Sonic’s Newest Slush Is Made With Carolina Reapers, One Of The World’s Spiciest Chilies

Sonic has been getting experimental with their Slushes lately. Last year, they came out with a Pickle Juice version that polarized the internet for its sweet yet savory flavor. They’re going down the savory route again with their newest slush, but with an immense explosion of heat as well.

Photo courtesy of Sonic

As part of their new Mocktail Slush series, Sonic has unveiled a Reaper Margarita Slush that’s made with Carolina Reapers, one of the hottest chilies in the world. With a potency of over 2 million Scoville heat units, these peppers are at least 250 times hotter than a jalapeno.

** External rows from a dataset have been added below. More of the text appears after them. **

// src/llm/providers/openai_compat.rs
//! Chat Completions adapter. Groq, OpenRouter, DeepSeek and Cerebras all speak
//! this wire format; only base URL and model differ.

use async_trait::async_trait;
use serde::{Deserialize, Serialize};

use crate::llm::error::ProviderError;
use crate::llm::provider::{EnrichmentRequest, ProviderAdapter, RawResponse};
use crate::llm::providers::truncate_body;
use crate::llm::rotator::Credential;

pub const GROQ_CHAT_URL: &str = "https://api.groq.com/openai/v1/chat/completions";
pub const GROQ_DEFAULT_MODEL: &str = "openai/gpt-oss-120b";

pub struct OpenAiCompatAdapter {
    http: reqwest::Client,
    url: String,
    model: String,
}

impl OpenAiCompatAdapter {
    pub fn new(http: reqwest::Client, url: impl Into<String>, model: impl Into<String>) -> Self {
        Self {
            http,
            url: url.into(),
            model: model.into(),
        }
    }
}

#[derive(Serialize)]
struct Msg<'a> {
    role: &'a str,
    content: &'a str,
}

#[derive(Serialize)]
struct ResponseFormat {
    #[serde(rename = "type")]
    kind: &'static str,
}

#[derive(Serialize)]
struct Req<'a> {
    model: &'a str,
    messages: Vec<Msg<'a>>,
    temperature: f32,
    max_tokens: u32,
    top_p: f32,
    stream: bool,
    response_format: ResponseFormat,
}

#[derive(Deserialize)]
struct Resp {
    #[serde(default)]
    model: Option<String>,
    #[serde(default)]
    choices: Vec<Choice>,
    #[serde(default)]
    usage: Option<Usage>,
}

#[derive(Deserialize)]
struct Choice {
    message: ChoiceMsg,
}

#[derive(Deserialize)]
struct ChoiceMsg {
    #[serde(default)]
    content: Option<String>,
}

#[derive(Deserialize)]
struct Usage {
    #[serde(default)]
    total_tokens: u64,
}

/// Pull the first choice's text and the token count out of a response body.
pub(crate) fn parse_envelope(body: &str, fallback_model: &str) -> Result<RawResponse, ProviderError> {
    let resp: Resp =
        serde_json::from_str(body).map_err(|e| ProviderError::Decode(e.to_string()))?;
    let text = resp
        .choices
        .into_iter()
        .next()
        .and_then(|c| c.message.content)
        .unwrap_or_default();
    if text.trim().is_empty() {
        return Err(ProviderError::EmptyResponse);
    }
    Ok(RawResponse {
        text,
        model: resp.model.unwrap_or_else(|| fallback_model.to_string()),
        tokens_used: resp.usage.map(|u| u.total_tokens).unwrap_or(0),
    })
}

#[async_trait]
impl ProviderAdapter for OpenAiCompatAdapter {
    fn model(&self) -> &str {
        &self.model
    }

    async fn complete(
        &self,
        credential: &Credential,
        request: &EnrichmentRequest,
    ) -> Result<RawResponse, ProviderError> {
        let user = request.user_prompt();
        let req = Req {
            model: &self.model,
            messages: vec![
                Msg {
                    role: "system",
                    content: request.system_prompt(),
                },
                Msg {
                    role: "user",
                    content: &user,
                },
            ],
            temperature: request.params.temperature,
            max_tokens: request.params.max_tokens,
            top_p: 0.8,
            stream: false,
            response_format: ResponseFormat {
                kind: "json_object",
            },
        };

        let resp = self
            .http
            .post(&self.url)
            .bearer_auth(credential.secret())
            .json(&req)
            .send()
            .await?;

        let status = resp.status();
        let body = resp.text().await?;
        if !status.is_success() {
            return Err(ProviderError::Status {
                status: status.as_u16(),
                body: truncate_body(&body),
            });
        }
        parse_envelope(&body, &self.model)
    }
}

#[cfg(test)]
mod tests {
    use super::*;

    #[test]
    fn parses_choice_text_and_usage() {
        let body = r#"{
            "model": "openai/gpt-oss-120b",
            "choices": [{"message": {"role": "assistant", "content": "{\"a\":1}"}}],
            "usage": {"prompt_tokens": 10, "completion_tokens": 5, "total_tokens": 15}
        }"#;
        let raw = parse_envelope(body, "fallback").unwrap();
        assert_eq!(raw.text, "{\"a\":1}");
        assert_eq!(raw.model, "openai/gpt-oss-120b");
        assert_eq!(raw.tokens_used, 15);
    }

    #[test]
    fn empty_choices_is_an_error() {
        let err = parse_envelope(r#"{"choices": []}"#, "m").unwrap_err();
        assert!(matches!(err, ProviderError::EmptyResponse));
        let err = parse_envelope("<html>bad gateway</html>", "m").unwrap_err();
        assert!(matches!(err, ProviderError::Decode(_)));
    }

    #[test]
    fn missing_model_and_usage_fall_back() {
        let raw = parse_envelope(
            r#"{"choices": [{"message": {"content": "x"}}]}"#,
            "llama-3.3-70b",
        )
        .unwrap();
        assert_eq!(raw.model, "llama-3.3-70b");
        assert_eq!(raw.tokens_used, 0);
    }
}
impl KeyHealthTracker {
    pub fn new(policy: HealthPolicy) -> Self {
        Self {
            policy,
            inner: Mutex::new(Inner::default()),
        }
    }

    pub fn policy(&self) -> &HealthPolicy {
        &self.policy
    }

    /// Create a fresh record for a credential if it has none yet.
    pub fn register(&self, cred: &Credential) {
        self.inner.lock().entry(cred);
    }

    pub fn register_pool(&self, pool: &ProviderPool) {
        let mut inner = self.inner.lock();
        for cred in pool.credentials() {
            inner.entry(cred);
        }
    }

    pub fn record_success(&self, cred: &Credential) {
        self.record_success_at(cred, Utc::now());
    }

    pub fn record_success_at(&self, cred: &Credential, now: DateTime<Utc>) {
        let mut inner = self.inner.lock();
        let rec = &mut inner.entry(cred).record;
        rec.consecutive_failures = 0;
        rec.last_success_at = Some(now);
        rec.total_successes += 1;
        rec.is_healthy = rec.is_active;
    }

    pub fn record_failure(&self, cred: &Credential, error_text: &str) {
        self.record_failure_at(cred, error_text, Utc::now());
    }

    pub fn record_failure_at(&self, cred: &Credential, error_text: &str, now: DateTime<Utc>) {
        let permanent = self.policy.is_permanent(error_text);
        let threshold = self.policy.failure_threshold;

        let mut inner = self.inner.lock();
        let rec = &mut inner.entry(cred).record;
        let was_healthy = rec.is_healthy;

        rec.consecutive_failures += 1;
        rec.total_failures += 1;
        rec.last_failure_at = Some(now);
        if permanent && rec.is_active {
            rec.is_active = false;
            rec.disabled_reason = Some(error_text.chars().take(200).collect());
            counter!("llm_key_disabled_total", "family" => cred.family().to_string())
                .increment(1);
            warn!(
                family = %cred.family(),
                ordinal = cred.ordinal(),
                key = cred.fingerprint(),
                "credential deactivated by billing/account error"
            );
        }
        rec.is_healthy = rec.is_active && rec.consecutive_failures < threshold;

        if was_healthy && !rec.is_healthy {
            warn!(
                family = %cred.family(),
                ordinal = cred.ordinal(),
                key = cred.fingerprint(),
                consecutive_failures = rec.consecutive_failures,
                active = rec.is_active,
                "credential marked unhealthy"
            );
        }
    }

    /// Unknown credentials count as fresh, hence healthy.
    pub fn is_healthy(&self, cred: &Credential) -> bool {
        self.inner
            .lock()
            .entries
            .get(&cred.id())
            .map(|e| e.record.is_healthy)
            .unwrap_or(true)
    }

    /// Healthy members of `creds`, in the given order.
    pub fn healthy_in<'a>(&self, creds: &'a [Credential]) -> Vec<&'a Credential> {
        let inner = self.inner.lock();
        creds
            .iter()
            .filter(|c| {
                inner
                    .entries
                    .get(&c.id())
                    .map(|e| e.record.is_healthy)
                    .unwrap_or(true)
            })
            .collect()
    }

    pub fn attempt_recovery(&self) -> usize {
        self.attempt_recovery_at(Utc::now())
    }

    /// Restore every active, unhealthy credential whose cooldown has elapsed.
    /// Returns how many were restored.
    pub fn attempt_recovery_at(&self, now: DateTime<Utc>) -> usize {
        let cooldown = self.policy.cooldown;
        let mut inner = self.inner.lock();
        let Inner { entries, order } = &mut *inner;

        let mut recovered = 0usize;
        for id in order.iter() {
            let Some(entry) = entries.get_mut(id) else {
                continue;
            };
            let rec = &mut entry.record;
            if rec.is_healthy || !rec.is_active {
                continue;
            }
            let cooled = rec
                .last_failure_at
                .map(|t| now - t >= cooldown)
                .unwrap_or(true);
            if cooled {
                rec.consecutive_failures = 0;
                rec.is_healthy = true;
                recovered += 1;
                info!(
                    family = %id.family,
                    ordinal = id.ordinal,
                    key = %entry.fingerprint,
                    "credential recovered after cooldown"
                );
            }
        }
        if recovered > 0 {
            counter!("llm_key_recovered_total").increment(recovered as u64);
        }
        recovered
    }

    /// Snapshot of one record.
    pub fn record(&self, cred: &Credential) -> Option<KeyHealthRecord> {
        self.inner
            .lock()
            .entries
            .get(&cred.id())
            .map(|e| e.record.clone())
    }

    /// Manual recovery: replace the record with a fresh one. This is the only
    /// way back for a deactivated key.
    pub fn reset(&self, cred: &Credential) {
        let mut inner = self.inner.lock();
        inner.entry(cred).record = KeyHealthRecord::default();
        info!(
            family = %cred.family(),
            ordinal = cred.ordinal(),
            key = cred.fingerprint(),
            "credential health reset"
        );
    }

    pub fn deactivate(&self, cred: &Credential, reason: &str) {
        let mut inner = self.inner.lock();
        let rec = &mut inner.entry(cred).record;
        rec.is_active = false;
        rec.is_healthy = false;
        rec.disabled_reason = Some(reason.to_string());
        warn!(
            family = %cred.family(),
            ordinal = cred.ordinal(),
            key = cred.fingerprint(),
            reason,
            "credential manually deactivated"
        );
    }

    pub fn healthy_count(&self, family: &ProviderFamily) -> usize {
        let inner = self.inner.lock();
        inner
            .entries
            .iter()
            .filter(|(id, e)| &id.family == family && e.record.is_healthy)
            .count()
    }

    pub fn report(&self) -> HealthReport {
        let inner = self.inner.lock();
        let mut families: Vec<FamilyHealth> = Vec::new();

        for id in &inner.order {
            let Some(entry) = inner.entries.get(id) else {
                continue;
            };
            let view = KeyHealthView {
                ordinal: id.ordinal,
                fingerprint: entry.fingerprint.clone(),
                success_rate: round2(entry.record.success_rate()),
                record: entry.record.clone(),
            };
            match families.iter_mut().find(|f| f.family == id.family) {
                Some(f) => f.keys.push(view),
                None => families.push(FamilyHealth {
                    family: id.family.clone(),
                    total_keys: 0,
                    healthy_keys: 0,
                    keys: vec![view],
                }),
            }
        }

        let mut report = HealthReport::default();
        for f in families.iter_mut() {
            f.total_keys = f.keys.len();
            f.healthy_keys = f.keys.iter().filter(|k| k.record.is_healthy).count();
            report.total_keys += f.total_keys;
            report.healthy_keys += f.healthy_keys;
            report.disabled_keys += f.keys.iter().filter(|k| !k.record.is_active).count();
            for k in &f.keys {
                report.total_requests += k.record.total_requests();
                report.total_failures += k.record.total_failures;
            }
        }
        report.unhealthy_keys = report.total_keys - report.healthy_keys;
        report.overall_success_rate = if report.total_requests == 0 {
            100.0
        } else {
            round2(
                (report.total_requests - report.total_failures) as f64
                    / report.total_requests as f64
                    * 100.0,
            )
        };
        report.families = families;
        report
    }
}
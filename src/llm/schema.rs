// src/llm/schema.rs
//! Schema normalizer and validator.
//!
//! Every provider's text answer is forced into one `EnrichmentResult` shape
//! here, and only here: the `valid` flag is private to this module, so no
//! other code path can build a result. A result is valid only if
//! - all three scores are > 0 (0 means "the model did not score this"),
//! - the category is a non-empty string,
//! - `key_facts`, `key_vocabulary` and `syllabus_tags` are present as lists,
//! - the summary is a non-empty string,
//! - the scores are not the known degraded placeholder (30/25/35).

use once_cell::sync::Lazy;
use regex::Regex;
use serde::{Deserialize, Serialize};
use serde_json::{Map, Value};

use crate::llm::provider::RawResponse;
use crate::llm::rotator::ProviderFamily;

/// Scores a degraded upstream emits instead of a real analysis.
const PLACEHOLDER_SCORES: (u8, u8, u8) = (30, 25, 35);

const PREMIUM_MIN: u16 = 140;
const QUALITY_MIN: u16 = 100;

#[derive(Debug, Clone, Copy, PartialEq, Eq, Serialize, Deserialize)]
#[serde(rename_all = "lowercase")]
pub enum RevisionPriority {
    High,
    Medium,
    Low,
}

#[derive(Debug, Clone, Copy, PartialEq, Eq, Serialize, Deserialize)]
#[serde(rename_all = "lowercase")]
pub enum ProcessingStatus {
    Preliminary,
    Quality,
    Premium,
}

impl ProcessingStatus {
    /// Tier from the combined factual + analytical score.
    pub fn from_scores(factual: u8, analytical: u8) -> Self {
        let combined = factual as u16 + analytical as u16;
        if combined >= PREMIUM_MIN {
            ProcessingStatus::Premium
        } else if combined >= QUALITY_MIN {
            ProcessingStatus::Quality
        } else {
            ProcessingStatus::Preliminary
        }
    }
}

#[derive(Debug, Clone, Default, PartialEq, Serialize)]
pub struct ExamAngles {
    pub prelims_facts: Vec<String>,
    pub mains_angles: Vec<String>,
    pub essay_themes: Vec<String>,
}

/// Who answered and at what cost.
#[derive(Debug, Clone, PartialEq, Serialize)]
pub struct Provenance {
    pub family: ProviderFamily,
    pub model: String,
    pub credential_ordinal: usize,
    pub latency_ms: u64,
    pub tokens_used: u64,
    pub estimated_cost_usd: f64,
}

/// The one output record of the core. Field layout is identical whichever
/// family answered.
#[derive(Debug, Clone, PartialEq, Serialize)]
pub struct EnrichmentResult {
    pub factual_score: u8,
    pub analytical_score: u8,
    pub upsc_relevance: u8,
    pub category: String,
    pub key_facts: Vec<String>,
    pub key_vocabulary: Vec<String>,
    pub syllabus_tags: Vec<String>,
    pub exam_angles: ExamAngles,
    pub revision_priority: RevisionPriority,
    pub processing_status: ProcessingStatus,
    pub summary: String,
    pub provenance: Provenance,
    valid: bool,
    #[serde(skip_serializing_if = "Vec::is_empty")]
    issues: Vec<String>,
}

impl EnrichmentResult {
    pub fn is_valid(&self) -> bool {
        self.valid
    }

    /// Reasons the result was rejected; empty when valid.
    pub fn issues(&self) -> &[String] {
        &self.issues
    }
}

/// Map a raw provider answer onto `EnrichmentResult` and validate it.
pub fn normalize(raw: &RawResponse, provenance: Provenance) -> EnrichmentResult {
    let mut issues = Vec::new();
    let empty = Map::new();

    let obj = match extract_json_object(&raw.text) {
        Some(Value::Object(map)) => map,
        _ => {
            issues.push("payload is not a JSON object".to_string());
            empty
        }
    };

    let factual_score = score(&obj, &["factual_score", "factual"], &mut issues);
    let analytical_score = score(&obj, &["analytical_score", "analytical"], &mut issues);
    let upsc_relevance = score(
        &obj,
        &["upsc_relevance", "relevance", "relevance_score"],
        &mut issues,
    );

    let category = text(&obj, &["category"])
        .map(|c| normalize_category(&c))
        .unwrap_or_default();
    if category.is_empty() {
        issues.push("category empty".to_string());
    }

    let key_facts = required_list(&obj, &["key_facts", "facts"], &mut issues);
    let key_vocabulary = required_list(&obj, &["key_vocabulary", "vocabulary"], &mut issues);
    let syllabus_tags = required_list(&obj, &["syllabus_tags", "tags"], &mut issues);

    let exam_angles = match field(&obj, &["exam_angles"]) {
        Some(Value::Object(angles)) => ExamAngles {
            prelims_facts: list(angles.get("prelims_facts")).unwrap_or_default(),
            mains_angles: list(angles.get("mains_angles")).unwrap_or_default(),
            essay_themes: list(angles.get("essay_themes")).unwrap_or_default(),
        },
        _ => ExamAngles::default(),
    };

    let revision_priority = match text(&obj, &["revision_priority", "priority"])
        .map(|s| s.to_ascii_lowercase())
        .as_deref()
    {
        Some("high") => RevisionPriority::High,
        Some("medium") => RevisionPriority::Medium,
        _ => RevisionPriority::Low,
    };

    let summary = text(&obj, &["summary", "brief_summary"]).unwrap_or_default();
    if summary.is_empty() {
        issues.push("summary empty".to_string());
    }

    if (factual_score, analytical_score, upsc_relevance) == PLACEHOLDER_SCORES {
        issues.push("placeholder scores 30/25/35".to_string());
    }

    EnrichmentResult {
        factual_score,
        analytical_score,
        upsc_relevance,
        category,
        key_facts,
        key_vocabulary,
        syllabus_tags,
        exam_angles,
        revision_priority,
        processing_status: ProcessingStatus::from_scores(factual_score, analytical_score),
        summary,
        provenance,
        valid: issues.is_empty(),
        issues,
    }
}

static FENCE: Lazy<Regex> =
    Lazy::new(|| Regex::new(r"(?s)```(?:json|JSON)?\s*(.*?)\s*```").expect("fence regex"));

/// Find the JSON object in a model answer: bare, fenced, or wrapped in prose.
fn extract_json_object(text: &str) -> Option<Value> {
    let trimmed = text.trim();
    if trimmed.is_empty() {
        return None;
    }
    if let Ok(v) = serde_json::from_str::<Value>(trimmed) {
        return Some(v);
    }
    if let Some(inner) = FENCE.captures(trimmed).and_then(|c| c.get(1)) {
        if let Ok(v) = serde_json::from_str::<Value>(inner.as_str()) {
            return Some(v);
        }
    }
    let start = trimmed.find('{')?;
    let end = trimmed.rfind('}')?;
    if end <= start {
        return None;
    }
    serde_json::from_str(&trimmed[start..=end]).ok()
}

fn field<'a>(obj: &'a Map<String, Value>, names: &[&str]) -> Option<&'a Value> {
    names.iter().find_map(|n| obj.get(*n)).filter(|v| !v.is_null())
}

/// Score in 0..=100; numbers given as strings or floats are accepted.
fn score(obj: &Map<String, Value>, names: &[&str], issues: &mut Vec<String>) -> u8 {
    let raw = match field(obj, names) {
        Some(Value::Number(n)) => n.as_f64(),
        Some(Value::String(s)) => s.trim().parse::<f64>().ok(),
        _ => None,
    };
    let value = match raw {
        Some(v) if v.is_finite() => v.round().clamp(0.0, 100.0) as u8,
        _ => {
            issues.push(format!("{} missing", names[0]));
            return 0;
        }
    };
    if value == 0 {
        issues.push(format!("{} must be > 0", names[0]));
    }
    value
}

fn text(obj: &Map<String, Value>, names: &[&str]) -> Option<String> {
    match field(obj, names) {
        Some(Value::String(s)) => Some(s.trim().to_string()).filter(|s| !s.is_empty()),
        _ => None,
    }
}

fn list(value: Option<&Value>) -> Option<Vec<String>> {
    let Value::Array(items) = value? else {
        return None;
    };
    Some(
        items
            .iter()
            .filter_map(|v| match v {
                Value::String(s) => Some(s.trim().to_string()),
                Value::Number(n) => Some(n.to_string()),
                _ => None,
            })
            .filter(|s| !s.is_empty())
            .collect(),
    )
}

/// Present and a list; may be empty.
fn required_list(
    obj: &Map<String, Value>,
    names: &[&str],
    issues: &mut Vec<String>,
) -> Vec<String> {
    match list(field(obj, names)) {
        Some(v) => v,
        None => {
            issues.push(format!("{} missing or not a list", names[0]));
            Vec::new()
        }
    }
}

fn normalize_category(raw: &str) -> String {
    raw.trim()
        .to_ascii_lowercase()
        .split(|c: char| c.is_whitespace() || c == '-' || c == '&')
        .filter(|s| !s.is_empty())
        .collect::<Vec<_>>()
        .join("_")
}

While the Slush’s sugary content definitely takes down the heat a bit, Foodbeast has been told that this chili-infused drink still packs a ton of heat. It takes a few seconds for it to kick in, but the slow burn is one that comes on fierce.

Sonic is encouraging people to do a “#ReaperChallenge” on social media as well, meaning that they know just how much spice is coming in this icy drink. Having eaten foods made with Carolina Reapers before, I’m already dreading just how much this one is gonna hurt when I take that first sip.

UPDATE: Having tried this new Slush out, it is without question the hottest thing a fast food chain has ever released. While the drink isn’t as spicy as a Carolina Reaper, it packs a lot of punch, with more fire to it than some ghost pepper hot sauces out there. It does take more than a few sips to get the full effect of the heat, but it’ll leave your throat, tongue, and lips burning for 20 minutes or so after eating. It’s gonna definitely be a challenge for many to even just finish the frozen drink.

The Reaper Margarita Slush will be around at Sonic Drive-In locations nationwide until August 4th.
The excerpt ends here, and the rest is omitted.